Avrebbe ottenuto dalla banca un prestito di 30 milioni di euro senza restituirli

Il Re indiscusso di instagram con i suoi 12 milioni di follower si trova ad affrontare grossi problemi finanziari pari a 10 milioni di euro. A pochi giorni dal suo compleanno festeggiato in compagnia di Flavio Briatore al Twiga, ed in seguito insieme alla sua fidanzata Ariadna sullo yacht, il 50 enne più famoso d’Italia si ritrova ad affrontare il peso dei dieci milioni di euro di debiti nei confronti del Banco Bpm (nato a gennaio dalla fusione tra Banco Popolare e Banca Popolare di Milano) che ha ottenuto che gli vengano pignorati beni e azioni: infatti la First Investment Spa, la holding di partecipazioni di cui Vacchi è amministratore unico avrebbe ottenuto dalla banca un prestito pari a 30 milioni di euro, senza riuscire a restituirli nei tempi pattuiti. La richiesta di pignoramento riguarda ville, yacht ed azioni e quote del Golf Club Casalunga di Castenaso.
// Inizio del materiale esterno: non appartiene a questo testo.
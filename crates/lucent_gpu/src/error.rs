//! GPU error types

use lucent_core::PixelSize;
use thiserror::Error;

/// The GPU path is unavailable; the effect degrades to disabled
#[derive(Debug, Error)]
pub enum PipelineError {
    #[error("no suitable GPU adapter found")]
    AdapterNotFound,

    #[error("failed to request GPU device: {0}")]
    Device(#[from] wgpu::RequestDeviceError),

    #[error("failed to create surface: {0}")]
    Surface(#[from] wgpu::CreateSurfaceError),

    #[error("shader compilation failed: {0}")]
    Shader(String),

    #[error("GPU resource creation failed: {0}")]
    Resource(String),
}

/// A single capture could not produce a texture.
///
/// Never leaves the capturer; every variant is absorbed into a miss.
#[derive(Clone, Debug, PartialEq, Error)]
pub enum CaptureError {
    #[error("failed to allocate capture buffers for {size}: {reason}")]
    Allocation { size: PixelSize, reason: String },

    #[error("capture region is degenerate ({size})")]
    Degenerate { size: PixelSize },

    #[error("capture source is detached")]
    Detached,
}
Si gode la vita mentre accumula debiti

La ricchezza attribuita al re dei social proviene dalla famiglia che ha una importante partecipazione nell’Ima, la multinazionale delle macchine per il packaging nella quale Vacchi non ha impegni diretti, passando il suo tempo tra yacht, feste e belle donne. Secondo il quotidiano online Il Fatto Quotidiano già un anno fa aveva segnalato che l’imprenditore avrebbe preso il prestito di 10 milioni di euro restituendo solo le prime due rate pari a 2 milioni di euro, smettendo di pagare il resto. Da lì sono partite le azioni esecutive della banca che ha emesso un decreto di pignoramento nei confronti di Vacchi al quale sono stati offerti 5 milioni di euro annui dai suoi cugini che dirigono l’azienda di famiglia per tenerlo lontano dagli affari. Lo stesso Vacchi aveva affermato che arrivato a 50 anni voleva godersi la vita mentre accumulava debiti con la Cofiva Holding (altra azienda della galassia Vacchi) pari a 28 milioni di euro, di cui la metà delle azioni di proprietà del re dei social.

La banca ha emesso il decreto di pignoramento

Oltre a questi problemi si ipotizza anche che il suo successo sui social fosse avvenuto grazie ad una società inglese esperta nel settore di marketing in internet, specializzata nel vendere pacchetti di amici e seguaci per chi volesse scalare le vette dei social.

Ogni volta che dai balletti, dai follower e dalla parola magica che usa alla fine delle sue performance “Enjoy!” si passa all’analisi delle attività imprenditoriali si profila una lunga serie di avventure estemporanee di società che fatturano 70 mila euro l’anno, come ad esempio la Gianluca Vacchi Lifestyle, e ne perdono 7 mila, oppure come la First Investment che dovrebbe compare e vendere azioni di società ma che si limita a far girare quelle di Vacchi da una mano all’altra.